Außerdem empfanden sich die Literaten und die meisten von denen, die sich mit Literatur beschäftigten, bis zum Ende des 18. Jahrhunderts, bis hin zu Goethe und seinem Kreis, als Kosmopoliten, als „Weltbürger“, also als Menschen, denen die deutsche Literatur nicht unbedingt näher und wichtiger wäre als die große Literatur der alten Griechen und Römer und der modernen Italiener, Engländer, Franzosen und Spanier, als Homer und Vergil, Dante und Petrarca, Shakespeare, Cervantes und Rousseau. Dieses literarische Weltbürgertum war hinterfangen von der aufklärerischen Vorstellung vom „Allgemein-Menschlichen“, von dem Glauben an die natürliche Gleichheit aller Menschen. In der Literatur wollte der literarische Weltbürger vor allem dem Allgemein-Menschlichen begegnen.

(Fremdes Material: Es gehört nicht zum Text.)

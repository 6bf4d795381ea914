use std::f64::consts::TAU;

use rand::Rng;

use crate::{
    error::{ConfigError, ConfigResult, MathError, MathResult},
    interpreter::{
        evaluator::function::core::MathFunction,
        value::{array::MathArray, core::Value, scalar::Scalar},
    },
    util::num::usize_to_f64,
};

/// A smooth random function built from a sum of sinusoids.
///
/// Each output component is `center + amplitude * Σ a sin(b·x + c)` with
/// `a` drawn from `[-1, 1] / num_terms`, each entry of `b` from `[0.5, 1.5]`
/// and `c` from `[0, 2π]`. The function takes `input_dim` scalar arguments
/// and returns a scalar, or a vector when `output_dim > 1`.
#[derive(Debug, Clone, PartialEq)]
pub struct RandomFunction {
    /// Number of scalar arguments.
    pub input_dim:  usize,
    /// Number of output components.
    pub output_dim: usize,
    /// Number of sinusoids per component.
    pub num_terms:  usize,
    /// Offset added to every component.
    pub center:     f64,
    /// Scale applied to the sum of sinusoids.
    pub amplitude:  f64,
}

impl Default for RandomFunction {
    fn default() -> Self {
        Self { input_dim:  1,
               output_dim: 1,
               num_terms:  3,
               center:     0.0,
               amplitude:  10.0, }
    }
}

#[derive(Debug, Clone)]
struct Term {
    a: f64,
    b: Vec<f64>,
    c: f64,
}

fn scalar_inputs(label: &str, args: &[Value]) -> MathResult<Vec<Scalar>> {
    args.iter()
        .map(|arg| {
            arg.as_scalar().ok_or_else(|| {
                               MathError::domain(format!("{label} expects scalar inputs, but \
                                                          received a {}.",
                                                         arg.describe()))
                           })
        })
        .collect()
}

/// `Σ a sin(b·x + c)` over the terms of one component.
fn sum_terms(terms: &[Term], inputs: &[Scalar]) -> Scalar {
    terms.iter().fold(Scalar::ZERO, |acc, term| {
                    let phase = term.b.iter().zip(inputs).fold(Scalar::Real(term.c), |p, (b, x)| {
                                                             p + Scalar::Real(*b) * *x
                                                         });
                    acc + Scalar::Real(term.a) * phase.map_branch(|x| Some(x.sin()), |z| z.sin())
                })
}

impl RandomFunction {
    /// Draws one function named `name`.
    ///
    /// # Example
    /// ```
    /// use mathgrader::{
    ///     interpreter::value::core::Value,
    ///     sampling::function::RandomFunction,
    /// };
    /// use rand::{SeedableRng, rngs::StdRng};
    ///
    /// let mut rng = StdRng::seed_from_u64(5);
    /// let f = RandomFunction::default().sample("f", &mut rng);
    ///
    /// let Value::Scalar(y) = f.call(&[Value::from(1.0)]).unwrap() else { panic!() };
    /// assert!(y.re().abs() <= 10.0);
    /// ```
    pub fn sample<R: Rng + ?Sized>(&self, name: &str, rng: &mut R) -> MathFunction {
        let components = (0..self.output_dim).map(|_| self.draw_terms(rng))
                                             .collect::<Vec<_>>();
        let center = Scalar::Real(self.center);
        let amplitude = Scalar::Real(self.amplitude);
        let label = name.to_string();

        MathFunction::new(name, self.input_dim, move |args| {
            let inputs = scalar_inputs(&label, args)?;
            let mut values = components.iter()
                                       .map(|terms| center + amplitude * sum_terms(terms, &inputs))
                                       .collect::<Vec<_>>();

            if values.len() == 1 {
                return Ok(Value::Scalar(values.remove(0)));
            }
            MathArray::vector(values).map(Value::Array)
                                     .ok_or_else(|| {
                                         MathError::domain(format!("{label} has no outputs."))
                                     })
        })
    }

    fn draw_terms<R: Rng + ?Sized>(&self, rng: &mut R) -> Vec<Term> {
        let scale = 1.0 / usize_to_f64(self.num_terms.max(1));
        (0..self.num_terms).map(|_| {
                               let a = rng.random_range(-1.0..=1.0) * scale;
                               let b = (0..self.input_dim).map(|_| rng.random_range(0.5..=1.5))
                                                          .collect();
                               let c = rng.random_range(0.0..=TAU);
                               Term { a, b, c }
                           })
                           .collect()
    }

    /// Checks the dimensions and coefficients.
    pub fn validate(&self, name: &str) -> ConfigResult<()> {
        if self.input_dim == 0 || self.output_dim == 0 || self.num_terms == 0 {
            return Err(ConfigError::sampling_set(name,
                                                 "input_dim, output_dim and num_terms must be \
                                                  positive"));
        }
        if !self.center.is_finite() || !self.amplitude.is_finite() {
            return Err(ConfigError::sampling_set(name, "center and amplitude must be finite"));
        }
        Ok(())
    }
}

/// Sampling sets for function names.
#[derive(Debug, Clone)]
pub enum FunctionSamplingSet {
    /// A freshly drawn random function for every sample.
    Random(RandomFunction),
    /// One of a fixed list of functions, each equally likely.
    Specific(Vec<MathFunction>),
}

impl Default for FunctionSamplingSet {
    fn default() -> Self {
        Self::Random(RandomFunction::default())
    }
}

impl FunctionSamplingSet {
    /// Draws one function, named `name` in error messages.
    pub fn sample<R: Rng + ?Sized>(&self, name: &str, rng: &mut R) -> ConfigResult<MathFunction> {
        match self {
            Self::Random(random) => Ok(random.sample(name, rng)),
            Self::Specific(functions) => {
                if functions.is_empty() {
                    return Err(ConfigError::sampling_set(name, "no functions to choose from"));
                }
                let index = rng.random_range(0..functions.len());
                Ok(functions[index].renamed(name))
            },
        }
    }

    /// Checks the set before any sampling happens.
    pub fn validate(&self, name: &str) -> ConfigResult<()> {
        match self {
            Self::Random(random) => random.validate(name),
            Self::Specific(functions) if functions.is_empty() => {
                Err(ConfigError::sampling_set(name, "no functions to choose from"))
            },
            Self::Specific(_) => Ok(()),
        }
    }
}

Das hat sich gerade in der Zeit zwischen 1770 und 1830 geändert. Die aufklärerische Vorstellung vom Allgemein-Menschlichen, von der allgemeinen Menschennatur wurde hier mehr und mehr vom Nationalismus, vom Gedanken der Nation als Dominante des kulturellen Lebens überlagert, wenn nicht vollends beiseite gedrängt. Man verstand sich nun nicht mehr in erster Linie als aufgeklärter Weltbürger, sondern als guter Deutscher, so wie jenseits der Grenzen als guter Franzose, als guter Engländer.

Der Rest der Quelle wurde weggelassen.